Thanks for the quick reply! From my understanding, there is a lot of
callers of kvmalloc
who do indeed benefit from the physical memory being contiguous, because
it is then
used for hardware DMA etc., so I'm not sure that would be feasible.
>
> There was a time where PAGE_ALLOC_COSTLY_ORDER was used.
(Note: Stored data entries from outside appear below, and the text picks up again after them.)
use super::{token::*, Error, Pos};

type Result<T> = std::result::Result<T, Error>;

/// Tokenizes a whole source text. Fails fast on the first lexical defect.
pub fn lex(source: &str) -> Result<Vec<Token>> {
    Lexer::new(source).run()
}

/// The fixed rule list, in declaration order. At every position all rules
/// are tried and the longest match wins; ties go to the earlier rule, so
/// multi-character operators can never be split into their prefixes.
const RULES: [Rule; 7] = [
    Rule::Word,
    Rule::Number,
    Rule::Operator,
    Rule::Punct,
    Rule::Whitespace,
    Rule::Str,
    Rule::NewLine,
];

#[derive(Debug, Clone, Copy, PartialEq)]
enum Rule {
    Word,
    Number,
    Operator,
    Punct,
    Whitespace,
    Str,
    NewLine,
}

const OPERATORS: [(&str, Operator); 14] = [
    ("**", Operator::Power),
    ("<-", Operator::Assign),
    ("<=", Operator::LessEqual),
    (">=", Operator::GreaterEqual),
    ("==", Operator::Equal),
    ("&&", Operator::And),
    ("||", Operator::Or),
    ("+", Operator::Plus),
    ("-", Operator::Minus),
    ("*", Operator::Multiply),
    ("/", Operator::Divide),
    ("%", Operator::Modulo),
    ("<", Operator::Less),
    (">", Operator::Greater),
];

impl Rule {
    /// Match length of this rule at the head of `s`, if any.
    fn matches(self, s: &[char]) -> Option<usize> {
        match self {
            Rule::Word => {
                if !s[0].is_ascii_alphabetic() {
                    return None;
                }
                let len = s
                    .iter()
                    .take_while(|c| c.is_ascii_alphanumeric() || **c == '_')
                    .count();
                Some(len)
            }
            Rule::Number => {
                let len = s.iter().take_while(|c| c.is_ascii_digit()).count();
                if len == 0 {
                    None
                } else {
                    Some(len)
                }
            }
            Rule::Operator => {
                let mut best = None;
                for (text, _) in OPERATORS.iter() {
                    let len = text.chars().count();
                    if s.len() >= len && s.iter().zip(text.chars()).all(|(a, b)| *a == b) {
                        match best {
                            Some(b) if b >= len => {}
                            _ => best = Some(len),
                        }
                    }
                }
                best
            }
            Rule::Punct => match s[0] {
                '(' | ')' | '[' | ']' | ',' => Some(1),
                _ => None,
            },
            Rule::Whitespace => {
                let len = s
                    .iter()
                    .take_while(|c| **c == ' ' || **c == '\t' || **c == '\r')
                    .count();
                if len == 0 {
                    None
                } else {
                    Some(len)
                }
            }
            Rule::Str => {
                if s[0] != '"' {
                    return None;
                }
                for (i, c) in s.iter().enumerate().skip(1) {
                    match *c {
                        '"' => return Some(i + 1),
                        '\n' => return None,
                        _ => {}
                    }
                }
                None
            }
            Rule::NewLine => {
                if s[0] == '\n' {
                    Some(1)
                } else {
                    None
                }
            }
        }
    }
}

struct Lexer {
    chars: Vec<char>,
    pos: usize,
    line: u32,
    column: u32,
    tokens: Vec<Token>,
}

impl Lexer {
    fn new(source: &str) -> Lexer {
        Lexer {
            chars: source.chars().collect(),
            pos: 0,
            line: 1,
            column: 1,
            tokens: Vec::new(),
        }
    }

    fn run(mut self) -> Result<Vec<Token>> {
        while self.pos < self.chars.len() {
            let rest = &self.chars[self.pos..];
            let mut chosen: Option<(Rule, usize)> = None;
            for rule in RULES.iter() {
                if let Some(len) = rule.matches(rest) {
                    match chosen {
                        Some((_, best)) if best >= len => {}
                        _ => chosen = Some((*rule, len)),
                    }
                }
            }
            match chosen {
                Some((rule, len)) => self.emit(rule, len)?,
                None => return Err(self.unmatched()),
            }
        }
        self.tokens
            .push(Token::new(TokenKind::Eof, "", self.here()));
        Ok(self.tokens)
    }

    fn here(&self) -> Pos {
        Pos::new(self.line, self.column)
    }

    fn take(&mut self, len: usize) -> String {
        let s: String = self.chars[self.pos..self.pos + len].iter().collect();
        self.pos += len;
        self.column += len as u32;
        s
    }

    fn peek_after(&self, len: usize) -> Option<char> {
        self.chars.get(self.pos + len).copied()
    }

    fn emit(&mut self, rule: Rule, len: usize) -> Result<()> {
        let pos = self.here();
        match rule {
            Rule::Word => {
                let word = self.take(len);
                let kind = match Word::from_str(&word) {
                    Some(w) => TokenKind::Word(w),
                    None if word == "true" || word == "false" => TokenKind::Boolean,
                    None => {
                        // A call-shaped identifier must be a known keyword.
                        if self.peek_after(0) == Some('(') {
                            return Err(self.unknown_keyword(&word).at(pos));
                        }
                        TokenKind::Ident
                    }
                };
                self.tokens.push(Token::new(kind, &word, pos));
            }
            Rule::Number => {
                if let Some(next) = self.peek_after(len) {
                    if next.is_ascii_alphabetic() {
                        let digits: String = self.chars[self.pos..self.pos + len].iter().collect();
                        return Err(error!(Lex, pos;
                            "identifier cannot start with a digit: '{}{}'", digits, next));
                    }
                }
                let digits = self.take(len);
                self.tokens.push(Token::new(TokenKind::Number, &digits, pos));
            }
            Rule::Operator => {
                let text = self.take(len);
                let op = OPERATORS
                    .iter()
                    .find(|(t, _)| *t == text)
                    .map(|(_, op)| *op)
                    .ok_or_else(|| error!(Lex, pos; "unexpected operator '{}'", text))?;
                self.tokens
                    .push(Token::new(TokenKind::Operator(op), &text, pos));
            }
            Rule::Punct => {
                let text = self.take(1);
                let kind = match text.as_str() {
                    "(" => TokenKind::LParen,
                    ")" => TokenKind::RParen,
                    "[" => TokenKind::LBracket,
                    "]" => TokenKind::RBracket,
                    _ => TokenKind::Comma,
                };
                self.tokens.push(Token::new(kind, &text, pos));
            }
            Rule::Whitespace => {
                self.take(len);
            }
            Rule::Str => {
                let quoted = self.take(len);
                let inner = &quoted[1..quoted.len() - 1];
                self.tokens.push(Token::new(TokenKind::Str, inner, pos));
            }
            Rule::NewLine => {
                self.tokens.push(Token::new(TokenKind::NewLine, "\n", pos));
                self.pos += 1;
                self.line += 1;
                self.column = 1;
            }
        }
        Ok(())
    }

    /// No rule matched at the current position; produce the most
    /// helpful diagnostic the character allows.
    fn unmatched(&self) -> Error {
        let pos = self.here();
        match self.chars[self.pos] {
            '=' => error!(Lex, pos; "invalid use of '='; did you mean '=='?"),
            '&' => error!(Lex, pos; "invalid use of '&'; did you mean '&&'?"),
            '|' => error!(Lex, pos; "invalid use of '|'; did you mean '||'?"),
            '"' => error!(Lex, pos; "unterminated string literal"),
            c => error!(Lex, pos; "unexpected character '{}'", c),
        }
    }

    fn unknown_keyword(&self, word: &str) -> Error {
        match suggest(word) {
            Some(s) => {
                error!(Lex; "expected a keyword, found '{}'; did you mean '{}'?", word, s)
            }
            None => error!(Lex; "unrecognized keyword '{}'", word),
        }
    }
}

/// Closest known keyword, function or boolean literal within
/// Levenshtein distance 2, if any.
fn suggest(word: &str) -> Option<String> {
    let mut best: Option<(String, usize)> = None;
    let vocabulary = Word::ALL
        .iter()
        .map(|w| w.to_string())
        .chain(["true".to_string(), "false".to_string()]);
    for candidate in vocabulary {
        let distance = levenshtein(word, &candidate);
        if distance <= 2 {
            match &best {
                Some((_, b)) if *b <= distance => {}
                _ => best = Some((candidate, distance)),
            }
        }
    }
    best.map(|(name, _)| name)
}

/// Classic dynamic-programming edit distance.
fn levenshtein(s: &str, t: &str) -> usize {
    let s: Vec<char> = s.chars().collect();
    let t: Vec<char> = t.chars().collect();
    let mut d = vec![vec![0usize; t.len() + 1]; s.len() + 1];
    for (i, row) in d.iter_mut().enumerate() {
        row[0] = i;
    }
    for j in 0..=t.len() {
        d[0][j] = j;
    }
    for i in 1..=s.len() {
        for j in 1..=t.len() {
            let cost = if s[i - 1] == t[j - 1] { 0 } else { 1 };
            d[i][j] = (d[i - 1][j] + 1)
                .min(d[i][j - 1] + 1)
                .min(d[i - 1][j - 1] + cost);
        }
    }
    d[s.len()][t.len()]
}

#[cfg(test)]
mod tests {
    use super::*;

    fn kinds(s: &str) -> Vec<TokenKind> {
        lex(s).unwrap().iter().map(|t| t.kind).collect()
    }

    #[test]
    fn test_longest_match_power() {
        use Operator::*;
        assert_eq!(
            kinds("2 ** 3 * 4"),
            vec![
                TokenKind::Number,
                TokenKind::Operator(Power),
                TokenKind::Number,
                TokenKind::Operator(Multiply),
                TokenKind::Number,
                TokenKind::Eof,
            ]
        );
    }

    #[test]
    fn test_longest_match_assign_vs_less() {
        use Operator::*;
        assert_eq!(
            kinds("x <- 1 <= 2 < 3"),
            vec![
                TokenKind::Ident,
                TokenKind::Operator(Assign),
                TokenKind::Number,
                TokenKind::Operator(LessEqual),
                TokenKind::Number,
                TokenKind::Operator(Less),
                TokenKind::Number,
                TokenKind::Eof,
            ]
        );
    }

    #[test]
    fn test_keyword_classification() {
        let tokens = lex("Spawn(0,0)\nGoTo [top] (true)").unwrap();
        assert_eq!(tokens[0].kind, TokenKind::Word(Word::Spawn));
        assert_eq!(tokens[6].kind, TokenKind::NewLine);
        assert_eq!(tokens[7].kind, TokenKind::Word(Word::GoTo));
        assert_eq!(tokens[8].kind, TokenKind::LBracket);
        assert_eq!(tokens[9].kind, TokenKind::Ident);
        assert_eq!(tokens[12].kind, TokenKind::Boolean);
    }

    #[test]
    fn test_string_literal() {
        let tokens = lex("Color(\"Deep Red\")").unwrap();
        assert_eq!(tokens[2].kind, TokenKind::Str);
        assert_eq!(tokens[2].lexeme, "Deep Red");
    }

    #[test]
    fn test_positions() {
        let tokens = lex("x <- 1\ny <- 2").unwrap();
        assert_eq!(tokens[0].pos, Pos::new(1, 1));
        assert_eq!(tokens[1].pos, Pos::new(1, 3));
        assert_eq!(tokens[4].pos, Pos::new(2, 1));
    }

    #[test]
    fn test_digit_prefixed_identifier() {
        let e = lex("1abc <- 2").unwrap_err();
        assert!(e.message().contains("identifier cannot start with a digit"));
        assert!(e.message().contains("1a"));
    }

    #[test]
    fn test_lone_operators() {
        assert!(lex("x = 1").unwrap_err().message().contains("'=='"));
        assert!(lex("a & b").unwrap_err().message().contains("'&&'"));
        assert!(lex("a | b").unwrap_err().message().contains("'||'"));
    }

    #[test]
    fn test_typo_suggestion() {
        let e = lex("Colr(\"Red\")").unwrap_err();
        assert!(e.message().contains("Color"), "{}", e);
        let e = lex("Spwn(0,0)").unwrap_err();
        assert!(e.message().contains("Spawn"), "{}", e);
    }

    #[test]
    fn test_unknown_keyword_without_suggestion() {
        let e = lex("Frobnicate(1)").unwrap_err();
        assert!(e.message().contains("unrecognized keyword"), "{}", e);
    }

    #[test]
    fn test_unexpected_character() {
        let e = lex("x <- @").unwrap_err();
        assert!(e.message().contains("unexpected character"));
        assert_eq!(e.column(), 6);
    }

    #[test]
    fn test_unterminated_string() {
        let e = lex("Color(\"Red").unwrap_err();
        assert!(e.message().contains("unterminated"));
    }

    #[test]
    fn test_levenshtein() {
        assert_eq!(levenshtein("Colr", "Color"), 1);
        assert_eq!(levenshtein("", "ab"), 2);
        assert_eq!(levenshtein("Fill", "Fill"), 0);
    }
}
Out of curiosity, do you mean kvmalloc used to always fall back to
vmalloc for > COSTLY_ORDER?
If so, do you happen to know, which commit changed that behavior? I
tried grepping the logs and
looking at the git blame of slub.c but I guess it was changed too long
ago so I wasn't successful.
>
>
>
>> Revert the change to always call vmalloc, since this code doesn't really
>> benefit from contiguous physical memory, and the size it allocates is
>> directly dictated by the userspace-passed table buffer thus allowing it to
>> torture the buddy allocator by carefully crafting a huge table that fits
>> right at the maximum available memory order on the system.
>>
>> Signed-off-by: Daniil Tatianin <d-tatianin@...dex-team.ru>
>> ---
>> net/netfilter/x_tables.c | 4 ++--
>> 1 file changed, 2 insertions(+), 2 deletions(-)
>>
>> diff --git a/net/netfilter/x_tables.c b/net/netfilter/x_tables.c
>> index 90b7630421c4..c98f4b05d79d 100644
>> --- a/net/netfilter/x_tables.c
>> +++ b/net/netfilter/x_tables.c
>> @@ -1190,7 +1190,7 @@ struct xt_table_info *xt_alloc_table_info(unsigned int size)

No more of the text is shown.